= EXERCISE AIM =
Collect all lines from the listing that include the string "RefCell".

= ENTRIES SHOWN =
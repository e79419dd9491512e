//! Benchmarks for overlay layout and snowfall generation.
//!
//! Run with: cargo bench
//!
//! Results are saved to `target/criterion/` with HTML reports.

use advent::assets::AssetConfig;
use advent::layout::{build_overlay, layout_cells, GridGeometry};
use advent::render::{render_calendar, TextBackend};
use advent::snowfall::{FlakeGenerator, SnowfallConfig};
use advent::types::{Bounds, DateSource, DateState};
use criterion::{black_box, criterion_group, criterion_main, BenchmarkId, Criterion};
use rand::rngs::StdRng;
use rand::SeedableRng;

/// Benchmark positioning all 25 cells at several container sizes
fn bench_layout_cells(c: &mut Criterion) {
    let geometry = GridGeometry::default();
    let state = DateState::overridden(12, DateSource::Url);
    let mut group = c.benchmark_group("layout_cells");

    for (width, height) in [(360.0, 640.0), (1000.0, 800.0), (2560.0, 1440.0)] {
        let bounds = Bounds::new(width, height);
        group.bench_with_input(
            BenchmarkId::from_parameter(format!("{width}x{height}")),
            &bounds,
            |b, &bounds| b.iter(|| layout_cells(black_box(&state), &geometry, bounds)),
        );
    }

    group.finish();
}

/// Benchmark a full view-model pass including image candidates
fn bench_build_overlay(c: &mut Criterion) {
    let geometry = GridGeometry::default();
    let assets = AssetConfig::default();
    let bounds = Bounds::new(1000.0, 800.0);

    c.bench_function("build_overlay_day_25", |b| {
        let state = DateState::overridden(25, DateSource::Url);
        b.iter(|| build_overlay(black_box(&state), &geometry, &assets, bounds));
    });
}

/// Benchmark the text backend used by the CLI
fn bench_text_render(c: &mut Criterion) {
    let state = DateState::overridden(18, DateSource::Url);
    let view = build_overlay(
        &state,
        &GridGeometry::default(),
        &AssetConfig::default(),
        Bounds::new(1000.0, 800.0),
    );

    c.bench_function("text_render", |b| {
        b.iter(|| {
            let mut backend = TextBackend::new();
            let _ = render_calendar(&mut backend, black_box(&view));
            backend.into_output()
        });
    });
}

/// Benchmark generating a desktop screen's worth of flakes
fn bench_flakes(c: &mut Criterion) {
    let config = SnowfallConfig::default();

    c.bench_function("generate_desktop_flakes", |b| {
        b.iter(|| {
            let mut generator = FlakeGenerator::new(StdRng::seed_from_u64(42), config.clone(), false);
            let count = generator.target_count();
            (0..count).map(|_| generator.next_flake()).collect::<Vec<_>>()
        });
    });
}

criterion_group!(
    benches,
    bench_layout_cells,
    bench_build_overlay,
    bench_text_render,
    bench_flakes,
);

criterion_main!(benches);
//! View-model types produced by the overlay layout.

use serde::{Deserialize, Serialize};

use crate::assets::ImageSource;

/// Measured size of the overlay container in CSS pixels.
#[derive(Debug, Clone, Copy, PartialEq, Default, Serialize, Deserialize)]
pub struct Bounds {
    pub width: f64,
    pub height: f64,
}

impl Bounds {
    pub fn new(width: f64, height: f64) -> Self {
        Self { width, height }
    }

    /// True when either side measured as zero (or garbage).
    pub fn is_degenerate(&self) -> bool {
        !(self.width.is_finite() && self.height.is_finite())
            || self.width <= 0.0
            || self.height <= 0.0
    }
}

/// One door of the calendar, positioned inside the overlay.
#[derive(Debug, Clone, PartialEq, Serialize)]
#[serde(rename_all = "camelCase")]
pub struct DayCellView {
    /// Day number, 1-based.
    pub day: u32,
    pub unlocked: bool,
    /// Grid row (0-based)
    pub row: u32,
    /// Grid column (0-based)
    pub col: u32,
    /// Cell center in container pixels.
    pub center_x_px: f64,
    pub center_y_px: f64,
    /// Cell center as a percentage of the container, for CSS `left`/`top`.
    pub left_percent: f64,
    pub top_percent: f64,
    /// Cell width as a percentage of the container width.
    pub width_percent: f64,
}

/// Everything a backend needs to draw the calendar for one state.
#[derive(Debug, Clone, PartialEq, Serialize)]
#[serde(rename_all = "camelCase")]
pub struct OverlayView {
    /// Unlocked day count (may exceed the number of cells late in December).
    pub unlocked: u32,
    pub background: ImageSource,
    /// Cells for days 1..=25, in day order.
    pub cells: Vec<DayCellView>,
    /// Day images to warm up, days 1..=min(unlocked, 25).
    pub preload: Vec<ImageSource>,
}

impl OverlayView {
    pub fn cell(&self, day: u32) -> Option<&DayCellView> {
        self.cells.iter().find(|cell| cell.day == day)
    }

    pub fn unlocked_cells(&self) -> impl Iterator<Item = &DayCellView> {
        self.cells.iter().filter(|cell| cell.unlocked)
    }
}
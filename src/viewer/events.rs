//! Click, keyboard, animation and test-control handlers for `AdventCalendar`.
//!
//! All methods here are `pub(crate)` helpers called from the listeners and
//! the wasm-exported API in `mod.rs`. Each one borrows the shared state for
//! as short a time as possible and releases it before rendering.

use std::cell::RefCell;
use std::rc::Rc;

use wasm_bindgen::closure::Closure;
use wasm_bindgen::JsCast;
use web_sys::{AnimationEvent, HtmlElement};

use super::{matches_mobile, url_override, AdventCalendar, SharedState};
use crate::types::TOTAL_DAYS;
use crate::unlock::{daily_gift, manual_override, resolve_state, GiftOutcome, TEST_DAY_PARAM};

impl AdventCalendar {
    pub(crate) fn internal_apply_test(state: &Rc<RefCell<SharedState>>) {
        {
            let mut s = state.borrow_mut();
            let raw = s
                .test_input
                .as_ref()
                .map(|input| input.value())
                .unwrap_or_default();
            let forced = manual_override(&raw).or_else(url_override);
            let date = resolve_state(forced, s.clock.as_ref());
            s.date = date;
            tracing::debug!(input = %raw, day = s.date.day(), source = ?s.date.source(), "test override applied");
        }
        Self::render_state(state);
    }

    pub(crate) fn internal_reset_test(state: &Rc<RefCell<SharedState>>) {
        {
            let mut s = state.borrow_mut();
            if let Some(input) = &s.test_input {
                input.set_value("");
            }
            strip_test_day_from_url();
            let date = resolve_state(None, s.clock.as_ref());
            s.date = date;
            tracing::debug!(day = s.date.day(), month = s.date.month(), "test override reset");
        }
        Self::render_state(state);
    }

    pub(crate) fn internal_close_modal(state: &Rc<RefCell<SharedState>>) {
        let s = state.borrow();
        if let Some(modal) = s.modal.as_ref() {
            if modal.is_open() {
                modal.hide();
            }
        }
    }

    pub(crate) fn internal_cell_click(
        state: &Rc<RefCell<SharedState>>,
        day: u32,
        cell: &HtmlElement,
    ) {
        let (unlocked, shake_ms) = {
            let s = state.borrow();
            (s.date.is_unlocked(day), s.config.overlay.locked_shake_ms)
        };
        if unlocked {
            Self::open_modal(state, day);
        } else {
            tracing::debug!(day, "locked day clicked");
            shake(cell, shake_ms);
        }
    }

    /// The gift button always follows the real date, never a test override.
    pub(crate) fn internal_daily_gift(state: &Rc<RefCell<SharedState>>) {
        let (outcome, labels) = {
            let s = state.borrow();
            (daily_gift(s.clock.today()), s.config.labels.clone())
        };
        tracing::debug!(?outcome, "daily gift requested");

        match outcome {
            GiftOutcome::OutOfSeason => alert(&labels.gift_out_of_season),
            GiftOutcome::NotStarted => alert(&labels.gift_not_started),
            GiftOutcome::Day(day) => Self::open_modal(state, day),
            GiftOutcome::Final => Self::open_modal(state, TOTAL_DAYS + 1),
        }
    }

    pub(crate) fn internal_animation_end(state: &Rc<RefCell<SharedState>>, event: &AnimationEvent) {
        let mut s = state.borrow_mut();
        if let Some(snowfall) = s.snowfall.as_mut() {
            snowfall.recycle(event);
        }
    }

    pub(crate) fn internal_rebuild_snowfall(state: &Rc<RefCell<SharedState>>) {
        let mut guard = state.borrow_mut();
        let s = &mut *guard;
        let is_mobile = matches_mobile(&s.config);
        s.breakpoint.observe(is_mobile);
        if let Some(snowfall) = s.snowfall.as_mut() {
            if let Err(err) = snowfall.rebuild(is_mobile) {
                tracing::warn!(%err, "snowfall rebuild failed");
            }
        }
    }
}

fn alert(message: &str) {
    if let Some(window) = web_sys::window() {
        let _ = window.alert_with_message(message);
    }
}

/// Remove `test_day` from the address bar without reloading.
fn strip_test_day_from_url() {
    let Some(window) = web_sys::window() else {
        return;
    };
    let Ok(href) = window.location().href() else {
        return;
    };
    let Ok(url) = web_sys::Url::new(&href) else {
        return;
    };
    url.search_params().delete(TEST_DAY_PARAM);
    if let Ok(history) = window.history() {
        let _ = history.replace_state_with_url(&wasm_bindgen::JsValue::NULL, "", Some(&url.href()));
    }
}

/// Flag a locked cell briefly so the page can animate it.
fn shake(cell: &HtmlElement, duration_ms: u32) {
    let _ = cell.class_list().add_1("shake");
    let Some(window) = web_sys::window() else {
        return;
    };
    let target = cell.clone();
    let clear = Closure::once_into_js(move || {
        let _ = target.class_list().remove_1("shake");
    });
    let timeout = i32::try_from(duration_ms).unwrap_or(i32::MAX);
    let _ = window.set_timeout_with_callback_and_timeout_and_arguments_0(clear.unchecked_ref(), timeout);
}
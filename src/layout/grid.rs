//! Fixed grid geometry for the calendar doors.
//!
//! The grid is laid over the background picture, so the doors rarely sit on
//! a perfectly regular lattice. Per-row and per-column pixel offsets nudge
//! each cell onto the artwork without touching the lattice math.

use serde::{Deserialize, Serialize};

use crate::error::{AdventError, Result};
use crate::types::{Bounds, TOTAL_DAYS};

/// Grid constants describing where the doors sit inside the container.
#[derive(Debug, Clone, PartialEq, Serialize, Deserialize)]
#[serde(default, rename_all = "camelCase")]
pub struct GridGeometry {
    pub columns: u32,
    pub rows: u32,
    /// Inset from every container edge, in pixels.
    pub padding_px: f64,
    /// Rendered cell width as a percentage of the container width.
    pub cell_width_percent: f64,
    /// Vertical nudge per row (`len == rows`).
    pub row_offsets_px: Vec<f64>,
    /// Horizontal nudge per column (`len == columns`).
    pub col_offsets_px: Vec<f64>,
}

impl Default for GridGeometry {
    fn default() -> Self {
        Self {
            columns: 5,
            rows: 5,
            padding_px: 24.0,
            cell_width_percent: 14.0,
            row_offsets_px: vec![0.0; 5],
            col_offsets_px: vec![0.0; 5],
        }
    }
}

/// Center of a cell in container pixels.
#[derive(Debug, Clone, Copy, PartialEq)]
pub struct CellCenter {
    pub row: u32,
    pub col: u32,
    pub x: f64,
    pub y: f64,
}

impl GridGeometry {
    /// Build a geometry, rejecting inconsistent offsets or a grid too small
    /// for every day.
    pub fn new(
        columns: u32,
        rows: u32,
        padding_px: f64,
        cell_width_percent: f64,
        row_offsets_px: Vec<f64>,
        col_offsets_px: Vec<f64>,
    ) -> Result<Self> {
        let geometry = Self {
            columns,
            rows,
            padding_px,
            cell_width_percent,
            row_offsets_px,
            col_offsets_px,
        };
        geometry.validate()?;
        Ok(geometry)
    }

    /// Uniform grid with zero offsets.
    pub fn uniform(columns: u32, rows: u32, padding_px: f64) -> Result<Self> {
        let cell_width_percent = if columns == 0 {
            0.0
        } else {
            70.0 / f64::from(columns)
        };
        Self::new(
            columns,
            rows,
            padding_px,
            cell_width_percent,
            vec![0.0; rows as usize],
            vec![0.0; columns as usize],
        )
    }

    pub fn validate(&self) -> Result<()> {
        if self.columns == 0 || self.rows == 0 {
            return Err(AdventError::InvalidGeometry(format!(
                "grid must have at least one row and column (got {}x{})",
                self.columns, self.rows
            )));
        }
        if self.columns.saturating_mul(self.rows) < TOTAL_DAYS {
            return Err(AdventError::InvalidGeometry(format!(
                "{}x{} grid cannot hold {TOTAL_DAYS} days",
                self.columns, self.rows
            )));
        }
        if self.row_offsets_px.len() != self.rows as usize {
            return Err(AdventError::InvalidGeometry(format!(
                "expected {} row offsets, got {}",
                self.rows,
                self.row_offsets_px.len()
            )));
        }
        if self.col_offsets_px.len() != self.columns as usize {
            return Err(AdventError::InvalidGeometry(format!(
                "expected {} column offsets, got {}",
                self.columns,
                self.col_offsets_px.len()
            )));
        }
        if !self.padding_px.is_finite() || self.padding_px < 0.0 {
            return Err(AdventError::InvalidGeometry(format!(
                "padding must be a non-negative number (got {})",
                self.padding_px
            )));
        }
        if !self.cell_width_percent.is_finite() || self.cell_width_percent < 0.0 {
            return Err(AdventError::InvalidGeometry(format!(
                "cell width must be a non-negative percentage (got {})",
                self.cell_width_percent
            )));
        }
        let offsets_finite = self
            .row_offsets_px
            .iter()
            .chain(self.col_offsets_px.iter())
            .all(|v| v.is_finite());
        if !offsets_finite {
            return Err(AdventError::InvalidGeometry(
                "offsets must be finite".to_string(),
            ));
        }
        Ok(())
    }

    /// Area left for cells after padding, floored at zero.
    pub fn usable_area(&self, bounds: Bounds) -> (f64, f64) {
        let inset = 2.0 * self.padding_px;
        (
            (bounds.width - inset).max(0.0),
            (bounds.height - inset).max(0.0),
        )
    }

    /// Size of one lattice cell for the given container.
    pub fn cell_size(&self, bounds: Bounds) -> (f64, f64) {
        let (usable_w, usable_h) = self.usable_area(bounds);
        (
            usable_w / f64::from(self.columns.max(1)),
            usable_h / f64::from(self.rows.max(1)),
        )
    }

    /// Center of the cell for `day` (1-based). `None` for day 0.
    pub fn cell_center(&self, day: u32, bounds: Bounds) -> Option<CellCenter> {
        let index = day.checked_sub(1)?;
        let columns = self.columns.max(1);
        let col = index % columns;
        let row = index / columns;
        let (cell_w, cell_h) = self.cell_size(bounds);

        let col_offset = self.col_offsets_px.get(col as usize).copied().unwrap_or(0.0);
        let row_offset = self.row_offsets_px.get(row as usize).copied().unwrap_or(0.0);

        Some(CellCenter {
            row,
            col,
            x: self.padding_px + (f64::from(col) + 0.5) * cell_w + col_offset,
            y: self.padding_px + (f64::from(row) + 0.5) * cell_h + row_offset,
        })
    }
}

#[cfg(test)]
#[allow(clippy::unwrap_used, clippy::expect_used, clippy::float_cmp)]
mod tests {
    use super::*;

    fn close(a: f64, b: f64) -> bool {
        (a - b).abs() < 1e-9
    }

    #[test]
    fn test_default_geometry_is_valid() {
        assert!(GridGeometry::default().validate().is_ok());
    }

    #[test]
    fn test_offset_length_mismatch_rejected() {
        let err = GridGeometry::new(5, 5, 24.0, 14.0, vec![0.0; 4], vec![0.0; 5]);
        assert!(matches!(err, Err(AdventError::InvalidGeometry(_))));

        let err = GridGeometry::new(5, 5, 24.0, 14.0, vec![0.0; 5], vec![0.0; 6]);
        assert!(matches!(err, Err(AdventError::InvalidGeometry(_))));
    }

    #[test]
    fn test_grid_too_small_rejected() {
        assert!(GridGeometry::uniform(4, 6, 0.0).is_err());
        assert!(GridGeometry::uniform(0, 30, 0.0).is_err());
        assert!(GridGeometry::uniform(7, 4, 0.0).is_ok());
    }

    #[test]
    fn test_negative_padding_rejected() {
        assert!(GridGeometry::new(5, 5, -1.0, 14.0, vec![0.0; 5], vec![0.0; 5]).is_err());
        assert!(GridGeometry::new(5, 5, f64::NAN, 14.0, vec![0.0; 5], vec![0.0; 5]).is_err());
    }

    #[test]
    fn test_usable_area_floors_at_zero() {
        let grid = GridGeometry::default();
        assert_eq!(grid.usable_area(Bounds::new(30.0, 10.0)), (0.0, 0.0));
    }

    #[test]
    fn test_cell_center_walks_row_major() {
        let grid = GridGeometry::default();
        let bounds = Bounds::new(1000.0, 800.0);
        let (cell_w, cell_h) = grid.cell_size(bounds);
        assert!(close(cell_w, 190.4));
        assert!(close(cell_h, 150.4));

        let first = grid.cell_center(1, bounds).unwrap();
        assert_eq!((first.row, first.col), (0, 0));
        assert!(close(first.x, 24.0 + 95.2));
        assert!(close(first.y, 24.0 + 75.2));

        let sixth = grid.cell_center(6, bounds).unwrap();
        assert_eq!((sixth.row, sixth.col), (1, 0));

        let last = grid.cell_center(25, bounds).unwrap();
        assert_eq!((last.row, last.col), (4, 4));
        assert!(close(last.x, 1000.0 - 24.0 - 95.2));
    }

    #[test]
    fn test_offsets_are_applied() {
        let grid = GridGeometry::new(
            5,
            5,
            0.0,
            14.0,
            vec![0.0, 10.0, 0.0, 0.0, 0.0],
            vec![0.0, 0.0, -5.0, 0.0, 0.0],
        )
        .unwrap();
        let bounds = Bounds::new(500.0, 500.0);
        let center = grid.cell_center(8, bounds).unwrap();
        assert_eq!((center.row, center.col), (1, 2));
        assert!(close(center.x, 250.0 - 5.0));
        assert!(close(center.y, 150.0 + 10.0));
    }

    #[test]
    fn test_day_zero_has_no_cell() {
        assert!(GridGeometry::default()
            .cell_center(0, Bounds::new(100.0, 100.0))
            .is_none());
    }
}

= WRITTEN ANSWER =
use std::cell::RefCell;
    pub(crate) fn internal_apply_test(state: &Rc<RefCell<SharedState>>) {
    pub(crate) fn internal_reset_test(state: &Rc<RefCell<SharedState>>) {
    pub(crate) fn internal_close_modal(state: &Rc<RefCell<SharedState>>) {
        state: &Rc<RefCell<SharedState>>,
    pub(crate) fn internal_daily_gift(state: &Rc<RefCell<SharedState>>) {
    pub(crate) fn internal_animation_end(state: &Rc<RefCell<SharedState>>, event: &AnimationEvent) {
    pub(crate) fn internal_rebuild_snowfall(state: &Rc<RefCell<SharedState>>) {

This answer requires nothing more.